During its first full day on Mars, the lander generated more electrical power through its solar panels in one day than any previous vehicle has.
"It is great to get our first 'off-world record' on our very first full day on Mars," said Tom Hoffman, InSight project manager at NASA's Jet Propulsion Laboratory.
"But even better than the achievement of generating more electricity than any mission before us is what it represents for performing our upcoming engineering tasks."
The lander produced 4,588 watt-hours during sol 1 (solar Mars day), which means InSight has "more than enough" power to follow through on its mission.
The previous record was held by NASA's Curiosity rover, which generated 2,806 watt hours.
InSight has twin solar arrays that are 2.2 metres wide, which were deployed shortly after landing on the Red Planet.

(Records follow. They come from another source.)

//! A tree-walking interpreter for Lox.
//!
//! Source text goes through [`scanner`], [`parser`] and the [`resolver`] before the
//! [`interpreter`] executes it. Static diagnostics from the first three phases are sent to an
//! [`reporter::ErrorReporter`]; runtime failures come back as [`interpreter::RuntimeError`].
pub mod ast;
pub mod interpreter;
pub mod parser;
pub mod reporter;
pub mod resolver;
pub mod scanner;

use thiserror::Error;

use ast::Program;
use reporter::ErrorReporter;
use scanner::Scanner;

/// A program was rejected before it could run. The details went to the reporter.
#[derive(Error, Debug)]
pub enum StaticError {
    #[error(transparent)]
    Parse(#[from] parser::Error),
    #[error(transparent)]
    Resolve(#[from] resolver::Error),
}

/// Parse and resolve source text into a program ready for the interpreter
pub fn prepare<Reporter>(reporter: &mut Reporter, source: &str) -> Result<Program, StaticError>
where
    Reporter: ErrorReporter,
{
    let mut program = parser::parse(reporter, Scanner::new(source))?;
    resolver::resolve(reporter, &mut program)?;
    Ok(program)
}
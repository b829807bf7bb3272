use std::io;

use thiserror::Error;

use crate::scanner::Pos;

/// What went wrong while evaluating, without the location it happened at.
///
/// Environment and object model operations return this and the evaluator attaches the position
/// of the node it was evaluating, see [`ErrorAt::at`].
#[derive(Error, Debug)]
pub enum ErrorKind {
    #[error("{0}")]
    TypeError(String),
    #[error("Division by zero.")]
    DivisionByZero,
    #[error("Undefined variable '{0}'.")]
    UndefinedVariable(String),
    #[error("Uninitialized variable '{0}'.")]
    UninitializedVariable(String),
    #[error("Undefined property '{0}'.")]
    UndefinedProperty(String),
    #[error("Can only call functions and classes.")]
    NotCallable,
    #[error("Only instances have {0}.")]
    NotAnInstance(&'static str),
    #[error("Expect {expected} arguments but got {actual}.")]
    ArityMismatch { expected: usize, actual: usize },
    // A resolved binding that is missing at runtime means the resolver and evaluator disagree
    #[error("internal error: {0}")]
    Internal(String),
    #[error("{0}")]
    Native(String),
    #[error("io error: {0}")]
    Io(#[from] io::Error),
}

impl ErrorKind {
    pub fn type_error(message: &str) -> ErrorKind {
        ErrorKind::TypeError(message.to_string())
    }
}

#[derive(Error, Debug)]
#[error("{kind}\n[line {}]", .pos.line)]
pub struct RuntimeError {
    pub kind: ErrorKind,
    pub pos: Pos,
}

impl RuntimeError {
    pub fn new(kind: ErrorKind, pos: Pos) -> RuntimeError {
        RuntimeError { kind, pos }
    }
}

/// Attach a source position to a positionless failure
pub trait ErrorAt<T> {
    fn at(self, pos: Pos) -> Result<T, RuntimeError>;
}

impl<T, E> ErrorAt<T> for Result<T, E>
where
    E: Into<ErrorKind>,
{
    fn at(self, pos: Pos) -> Result<T, RuntimeError> {
        self.map_err(|err| RuntimeError::new(err.into(), pos))
    }
}
mod builtin;
mod callable;
mod class;
mod environment;
mod error;
mod runtime;
mod value;

pub use builtin::populate_builtin;
pub use callable::{Callable, Func, LoxFunc, NativeFn, NativeFunc};
pub use class::{Class, Instance, INIT_METHOD_NAME};
pub use environment::Environment;
pub use error::{ErrorKind, RuntimeError};
pub use runtime::{Flow, Interpreter};
pub use value::Value;

/// An interpreter printing to stdout with the stock natives registered
pub fn stock_interpreter() -> Interpreter {
    let mut interpreter = Interpreter::new();
    populate_builtin(&mut interpreter);
    interpreter
}
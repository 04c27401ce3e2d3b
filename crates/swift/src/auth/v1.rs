//! v1 authentication
//!
//! The oldest scheme: a GET with credential headers, the storage URL and
//! token handed back in response headers.

use chrono::{DateTime, Utc};
use reqwest::Method;
use url::Url;

use sc_core::{Headers, Result};

use super::{AuthRequest, Authenticator, EndpointType};
use crate::connection::Connection;

#[derive(Debug, Default)]
pub(crate) struct V1Auth {
    /// Response headers kept whole so extensions can read them
    headers: Headers,
}

impl V1Auth {
    pub(crate) fn new() -> Self {
        Self::default()
    }
}

impl Authenticator for V1Auth {
    fn request(&mut self, conn: &Connection) -> Result<AuthRequest> {
        Ok(AuthRequest {
            method: Method::GET,
            url: conn.auth_url().to_string(),
            headers: vec![
                ("X-Auth-Key".to_string(), conn.api_key().to_string()),
                ("X-Auth-User".to_string(), conn.user_name().to_string()),
            ],
            body: None,
        })
    }

    fn response(&mut self, headers: &Headers, _body: &[u8]) -> Result<()> {
        self.headers = headers.clone();
        Ok(())
    }

    fn storage_url(&self, endpoint_type: EndpointType) -> String {
        let storage_url = self.headers.get("X-Storage-Url").unwrap_or_default();
        if endpoint_type == EndpointType::Internal {
            // Service net convention: prefix the host with snet-
            if let Ok(mut parsed) = Url::parse(storage_url) {
                if let Some(host) = parsed.host_str().map(str::to_string) {
                    if parsed.set_host(Some(&format!("snet-{host}"))).is_ok() {
                        return parsed.to_string();
                    }
                }
            }
        }
        storage_url.to_string()
    }

    fn token(&self) -> String {
        self.headers.get("X-Auth-Token").unwrap_or_default().to_string()
    }

    fn cdn_url(&self) -> String {
        self.headers
            .get("X-CDN-Management-Url")
            .unwrap_or_default()
            .to_string()
    }

    fn expires(&self) -> Option<DateTime<Utc>> {
        None
    }
}

#[cfg(test)]
mod tests {
    use super::*;
    use crate::connection::ConnectionBuilder;

    fn auth_with_response(pairs: &[(&str, &str)]) -> V1Auth {
        let mut auth = V1Auth::new();
        let headers: Headers = pairs
            .iter()
            .map(|(k, v)| (k.to_string(), v.to_string()))
            .collect();
        auth.response(&headers, b"").unwrap();
        auth
    }

    #[test]
    fn test_request_shape() {
        let conn = ConnectionBuilder::new()
            .user_name("fred")
            .api_key("potato")
            .auth_url("https://auth.example.com/v1.0")
            .build()
            .unwrap();
        let mut auth = V1Auth::new();
        let req = auth.request(&conn).unwrap();
        assert_eq!(req.method, Method::GET);
        assert_eq!(req.url, "https://auth.example.com/v1.0");
        assert!(req.body.is_none());
        assert!(req
            .headers
            .contains(&("X-Auth-User".to_string(), "fred".to_string())));
        assert!(req
            .headers
            .contains(&("X-Auth-Key".to_string(), "potato".to_string())));
    }

    #[test]
    fn test_response_queries() {
        let auth = auth_with_response(&[
            ("X-Storage-Url", "https://storage.example.com/v1/AUTH_fred"),
            ("X-Auth-Token", "token-123"),
            ("X-CDN-Management-Url", "https://cdn.example.com/v1/AUTH_fred"),
        ]);
        assert_eq!(
            auth.storage_url(EndpointType::Public),
            "https://storage.example.com/v1/AUTH_fred"
        );
        assert_eq!(auth.token(), "token-123");
        assert_eq!(auth.cdn_url(), "https://cdn.example.com/v1/AUTH_fred");
        assert!(auth.expires().is_none());
    }

    #[test]
    fn test_internal_endpoint_gets_snet_host() {
        let auth = auth_with_response(&[
            ("X-Storage-Url", "https://storage.example.com/v1/AUTH_fred"),
            ("X-Auth-Token", "token-123"),
        ]);
        assert_eq!(
            auth.storage_url(EndpointType::Internal),
            "https://snet-storage.example.com/v1/AUTH_fred"
        );
    }

    #[test]
    fn test_missing_headers_are_empty() {
        let auth = V1Auth::new();
        assert_eq!(auth.token(), "");
        assert_eq!(auth.storage_url(EndpointType::Public), "");
        assert_eq!(auth.cdn_url(), "");
    }
}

So far, NASA has been trying to learn about InSight's landing site; a lava plain named Elysium Planitia. Preliminary photos have shown the vehicle sits titled in shallow impact crater.
"The science team had been hoping to land in a sandy area with few rocks since we chose the landing site, so we couldn't be happier," said Hoffman.
"There are no landing pads or runways on Mars, so coming down in an area that is basically a large sandbox without any large rocks should make instrument deployment easier and provide a great place for our mole to start burrowing."
The InSight team expects to take higher quality photos in the coming days when the lander releases its dust covers that keep the optics of the craft's cameras safe during landing.